‘Before They Go’ documents Venice artists and their workspaces as the threat of displacement looms large
By Christina Campodonico
Photographer Debbie Zeitman has lived in Venice since 1985, but it wasn’t until recently that she started focusing her camera on the people and places around her — namely artists and their studios.
When she heard last summer that more than a dozen artists would be forced to leave their workspaces at 361 Vernon Ave. to make way for renovations that would raise rents, pricing many of them out, Zeitman went to work.
“Time was of the essence,” Zeitman told me at the time. “I just quickly said, ‘I’d like to photograph all of you in your spaces before you have to leave — if nothing else just to preserve a little slice of the memory here.’”
That got the ball rolling for “Before They Go,” an Instagram account where Zeitman posts portraits of Venice artists in their studios and a story about each artist. She calls it a “tapestry of the diversity of Venice.”

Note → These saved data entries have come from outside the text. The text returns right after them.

use super::{Rendezvous, RendezvousError};
use async_trait::async_trait;
use parking_lot::RwLock;
use std::collections::HashMap;
use std::net::SocketAddr;
use std::time::{Duration, Instant};

/// In-process rendezvous table
///
/// Also the backing store of the HTTP rendezvous service.
#[derive(Debug)]
pub struct InMemoryRendezvous {
    ttl: Duration,
    topics: RwLock<HashMap<String, HashMap<SocketAddr, Instant>>>,
}

impl InMemoryRendezvous {
    pub fn new(ttl: Duration) -> Self {
        Self {
            ttl,
            topics: RwLock::new(HashMap::new()),
        }
    }

    pub fn ttl(&self) -> Duration {
        self.ttl
    }

    /// Records an announcement
    pub fn insert(&self, topic: &str, addr: SocketAddr) {
        let expires = Instant::now() + self.ttl;
        self.topics
            .write()
            .entry(topic.to_string())
            .or_default()
            .insert(addr, expires);
    }

    /// Live addresses under `topic`, sorted
    pub fn live(&self, topic: &str) -> Vec<SocketAddr> {
        let now = Instant::now();
        let topics = self.topics.read();
        let mut peers: Vec<SocketAddr> = topics
            .get(topic)
            .map(|entries| {
                entries
                    .iter()
                    .filter(|(_, expires)| **expires > now)
                    .map(|(addr, _)| *addr)
                    .collect()
            })
            .unwrap_or_default();
        peers.sort_unstable();
        peers
    }

    /// Drops expired entries and empty topics
    pub fn purge_expired(&self) {
        let now = Instant::now();
        let mut topics = self.topics.write();
        topics.retain(|_, entries| {
            entries.retain(|_, expires| *expires > now);
            !entries.is_empty()
        });
    }
}

impl Default for InMemoryRendezvous {
    fn default() -> Self {
        Self::new(Duration::from_millis(super::DEFAULT_TTL_MS))
    }
}

#[async_trait]
impl Rendezvous for InMemoryRendezvous {
    async fn announce(&self, topic: &str, addr: SocketAddr) -> Result<(), RendezvousError> {
        self.insert(topic, addr);
        Ok(())
    }

    async fn lookup(&self, topic: &str) -> Result<Vec<SocketAddr>, RendezvousError> {
        Ok(self.live(topic))
    }
}

#[cfg(test)]
mod tests {
    use super::*;

    fn addr(port: u16) -> SocketAddr {
        SocketAddr::from(([127, 0, 0, 1], port))
    }

    #[tokio::test]
    async fn test_announce_and_lookup() {
        let rendezvous = InMemoryRendezvous::default();
        rendezvous.announce("exchange_orders", addr(2)).await.unwrap();
        rendezvous.announce("exchange_orders", addr(1)).await.unwrap();
        rendezvous.announce("exchange_orders", addr(1)).await.unwrap();
        rendezvous.announce("other", addr(3)).await.unwrap();

        assert_eq!(
            rendezvous.lookup("exchange_orders").await.unwrap(),
            vec![addr(1), addr(2)]
        );
        assert!(rendezvous.lookup("missing").await.unwrap().is_empty());
    }

    #[tokio::test]
    async fn test_entries_expire() {
        let rendezvous = InMemoryRendezvous::new(Duration::from_millis(50));
        rendezvous.announce("t", addr(1)).await.unwrap();
        assert_eq!(rendezvous.lookup("t").await.unwrap().len(), 1);

        tokio::time::sleep(Duration::from_millis(120)).await;
        assert!(rendezvous.lookup("t").await.unwrap().is_empty());

        rendezvous.purge_expired();
        assert!(rendezvous.topics.read().is_empty());
    }

    #[tokio::test]
    async fn test_reannounce_refreshes() {
        let rendezvous = InMemoryRendezvous::new(Duration::from_millis(150));
        rendezvous.announce("t", addr(1)).await.unwrap();
        tokio::time::sleep(Duration::from_millis(100)).await;
        rendezvous.announce("t", addr(1)).await.unwrap();
        tokio::time::sleep(Duration::from_millis(100)).await;

        assert_eq!(rendezvous.lookup("t").await.unwrap(), vec![addr(1)]);
    }
}
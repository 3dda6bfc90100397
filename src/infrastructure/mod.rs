/// Infrastructure Layer - Technical Implementations
///
/// Everything that touches sockets or HTTP: the peer transport and fan-out,
/// peer discovery, and the observability endpoints.
///
/// The infrastructure layer depends on the domain layer but the domain
/// layer does not depend on infrastructure (dependency inversion).
///
/// ## Modules
/// - `network`: framed TCP transport, peer server, fan-out channel
/// - `rendezvous`: topic based announce/lookup
/// - `observability`: metrics and health endpoints

pub mod network;
pub mod observability;
pub mod rendezvous;

// Re-export key types
pub use network::{
    Connection, NetworkTransport, PeerChannel, PeerServer, TcpPeerChannel, TokioTransport,
};
pub use rendezvous::{HttpRendezvous, InMemoryRendezvous, Rendezvous};
/// 网络核心trait定义
///
/// - `Connection` / `NetworkTransport`: framed byte transport, one frame per
///   JSON document
/// - `PeerChannel`: the fan-out used by submissions, independent of how
///   peers are found or reached

use crate::shared::protocol::{PeerRequest, PeerResult};
use async_trait::async_trait;
use bytes::Bytes;
use std::net::SocketAddr;
use std::time::Duration;

/// 网络连接trait
///
/// 表示一条已建立的帧连接
#[async_trait]
pub trait Connection: Send {
    /// 接收一帧，对端正常关闭时返回 `Ok(None)`
    async fn recv(&mut self) -> std::io::Result<Option<Bytes>>;

    /// 发送一帧
    async fn send(&mut self, frame: Bytes) -> std::io::Result<()>;

    /// 对端地址
    fn peer_addr(&self) -> std::io::Result<SocketAddr>;

    /// 本地地址
    fn local_addr(&self) -> std::io::Result<SocketAddr>;

    /// 连接ID，由接受方分配（主动连接为0）
    fn id(&self) -> u64;
}

/// 网络传输trait
///
/// 定义了网络后端的统一接口
#[async_trait]
pub trait NetworkTransport: Send {
    /// 绑定并监听地址
    async fn bind(&mut self, addr: SocketAddr) -> std::io::Result<()>;

    /// 接受新连接
    ///
    /// 阻塞直到有新连接到达
    async fn accept(&mut self) -> std::io::Result<Box<dyn Connection>>;

    /// 获取本地监听地址
    fn local_addr(&self) -> std::io::Result<SocketAddr>;
}

/// Fan-out errors that prevent any peer from being contacted
#[derive(Debug, Clone, PartialEq, Eq, thiserror::Error)]
pub enum ChannelError {
    #[error("peer lookup failed: {0}")]
    Rendezvous(String),

    #[error("io error: {0}")]
    Io(String),

    #[error("codec error: {0}")]
    Codec(String),

    #[error("timed out after {0:?}")]
    Timeout(Duration),
}

impl From<std::io::Error> for ChannelError {
    fn from(err: std::io::Error) -> Self {
        ChannelError::Io(err.to_string())
    }
}

/// Request/reply fan-out to all peers under a topic
#[async_trait]
pub trait PeerChannel: Send + Sync {
    /// Sends `request` to every peer and collects results in arrival order.
    ///
    /// Per-peer failures are entries in the returned list. `Err` is reserved
    /// for failures that reach no peer at all (e.g. the lookup itself).
    async fn map(
        &self,
        topic: &str,
        request: &PeerRequest,
        timeout: Duration,
    ) -> Result<Vec<PeerResult>, ChannelError>;
}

Printed versions of these posts are now on display at Wabi Sabi as part of the EAT ART initiative she’s co-founded with Venice artist Barbara Lavery. Zeitman hopes that the photographs inspire onlookers to appreciate the creativity of Venice artists, the beauty of their studios and acknowledge their endangerment in the area’s high-priced real estate and rental markets.
“As these spaces disappear and the artists disappear, it’s a two-fold loss, because the spaces are unique as well as the individuals,” says Zeitman. “If people take the time to read their stories along with the photos, they’ll recognize the diversity of the creators who have come to Venice and realize how important it is to keep them here.”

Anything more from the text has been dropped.